January 26, 2023 1 min read

Pinecone Vector Database: Getting Started Guide

Pinecone Vector Database Embeddings AI Azure OpenAI

Pinecone is a fully managed vector database designed for machine learning applications. It’s one of the simplest ways to get started with vector search at scale. Let’s explore how to use Pinecone with Azure OpenAI embeddings.

Getting Started

pip install pinecone-client openai

import pinecone
import openai
from typing import List, Dict, Any

# Initialize Pinecone
pinecone.init(
    api_key="your-pinecone-api-key",
    environment="us-west1-gcp"  # Or your environment
)

# Configure Azure OpenAI
openai.api_type = "azure"
openai.api_base = "https://your-resource.openai.azure.com/"
openai.api_version = "2023-03-15-preview"
openai.api_key = "your-azure-key"

Creating an Index

# Create index for OpenAI embeddings (1536 dimensions)
index_name = "azure-openai-docs"

# Check if index exists
if index_name not in pinecone.list_indexes():
    pinecone.create_index(
        name=index_name,
        dimension=1536,
        metric="cosine",
        pods=1,
        pod_type="p1.x1"  # Starter pod type
    )

# Connect to index
index = pinecone.Index(index_name)

# Check index stats
print(index.describe_index_stats())

Upserting Vectors

from dataclasses import dataclass
from typing import Optional
import hashlib

@dataclass
class Document:
    id: str
    text: str
    metadata: Dict[str, Any]

def get_embedding(text: str) -> List[float]:
    """Get embedding from Azure OpenAI."""
    response = openai.Embedding.create(
        engine="text-embedding-ada-002",
        input=text
    )
    return response['data'][0]['embedding']
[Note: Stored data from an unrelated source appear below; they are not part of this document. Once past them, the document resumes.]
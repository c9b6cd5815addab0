#[cfg(feature = "cli")]
use std::sync::Mutex;
#[cfg(feature = "cli")]
use std::time::{Duration, Instant};
#[cfg(feature = "cli")]
use sysinfo::{Pid, ProcessRefreshKind, ProcessesToUpdate, System};

#[cfg(feature = "cli")]
#[derive(Debug, Clone)]
pub struct SystemStats {
    pub cpu_usage: f32,
    pub memory_usage_mb: u64,
    pub peak_memory_mb: u64,
    pub elapsed_time: Duration,
}

/// Per-stage resource usage of this process, logged through `tracing`.
#[cfg(feature = "cli")]
pub struct SystemMonitor {
    system: Mutex<System>,
    pid: Option<Pid>,
    start_time: Instant,
    peak_memory: Mutex<u64>,
    enabled: bool,
}

#[cfg(feature = "cli")]
impl SystemMonitor {
    pub fn new(enabled: bool) -> Self {
        let pid = if enabled {
            sysinfo::get_current_pid().ok()
        } else {
            None
        };

        Self {
            system: Mutex::new(System::new()),
            pid,
            start_time: Instant::now(),
            peak_memory: Mutex::new(0),
            enabled,
        }
    }

    pub fn get_stats(&self) -> Option<SystemStats> {
        if !self.enabled {
            return None;
        }
        let pid = self.pid?;

        let mut system = self.system.lock().ok()?;
        system.refresh_processes_specifics(
            ProcessesToUpdate::Some(&[pid]),
            true,
            ProcessRefreshKind::everything(),
        );
        let process = system.process(pid)?;
        let memory_mb = process.memory() / 1024 / 1024;

        let mut peak = self.peak_memory.lock().ok()?;
        if memory_mb > *peak {
            *peak = memory_mb;
        }

        Some(SystemStats {
            cpu_usage: process.cpu_usage(),
            memory_usage_mb: memory_mb,
            peak_memory_mb: *peak,
            elapsed_time: self.start_time.elapsed(),
        })
    }

    pub fn log_stats(&self, stage: &str) {
        if let Some(stats) = self.get_stats() {
            tracing::info!(
                "📊 {} - CPU: {:.1}%, Memory: {}MB, Peak: {}MB, Time: {:?}",
                stage,
                stats.cpu_usage,
                stats.memory_usage_mb,
                stats.peak_memory_mb,
                stats.elapsed_time
            );
        }
    }

    pub fn log_final_stats(&self) {
        if let Some(stats) = self.get_stats() {
            tracing::info!(
                "📊 Final Stats - Total Time: {:?}, Peak Memory: {}MB",
                stats.elapsed_time,
                stats.peak_memory_mb
            );
        }
    }
}

#[cfg(feature = "cli")]
impl Default for SystemMonitor {
    fn default() -> Self {
        Self::new(false)
    }
}

// 非 CLI 建置時的空實現
#[cfg(not(feature = "cli"))]
#[derive(Default)]
pub struct SystemMonitor;

#[cfg(not(feature = "cli"))]
impl SystemMonitor {
    pub fn new(_enabled: bool) -> Self {
        Self
    }

    pub fn log_stats(&self, _stage: &str) {}

    pub fn log_final_stats(&self) {}
}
def upsert_documents(index, documents: List[Document], batch_size: int = 100):
    """Upsert documents to Pinecone."""
    vectors = []

    for doc in documents:
        embedding = get_embedding(doc.text)
        vectors.append({
            "id": doc.id,
            "values": embedding,
            "metadata": {
                **doc.metadata,
                "text": doc.text[:1000]  # Store truncated text in metadata
            }
        })

        # Batch upsert
        if len(vectors) >= batch_size:
            index.upsert(vectors=vectors)
            vectors = []

    # Upsert remaining
    if vectors:
        index.upsert(vectors=vectors)

# Example usage
documents = [
    Document(
        id="doc1",
        text="Azure Virtual Machines provide scalable computing resources",
        metadata={"category": "compute", "service": "VM"}
    ),
    Document(
        id="doc2",
        text="Azure Functions is a serverless compute service",
        metadata={"category": "compute", "service": "Functions"}
    ),
    Document(
        id="doc3",
        text="Azure Cosmos DB is a globally distributed database",
        metadata={"category": "database", "service": "CosmosDB"}
    )
]

upsert_documents(index, documents)

Querying

def search(
    index,
    query: str,
    top_k: int = 5,
    filter: Optional[Dict] = None,
    include_metadata: bool = True
) -> List[Dict]:
    """Search for similar documents."""
    query_embedding = get_embedding(query)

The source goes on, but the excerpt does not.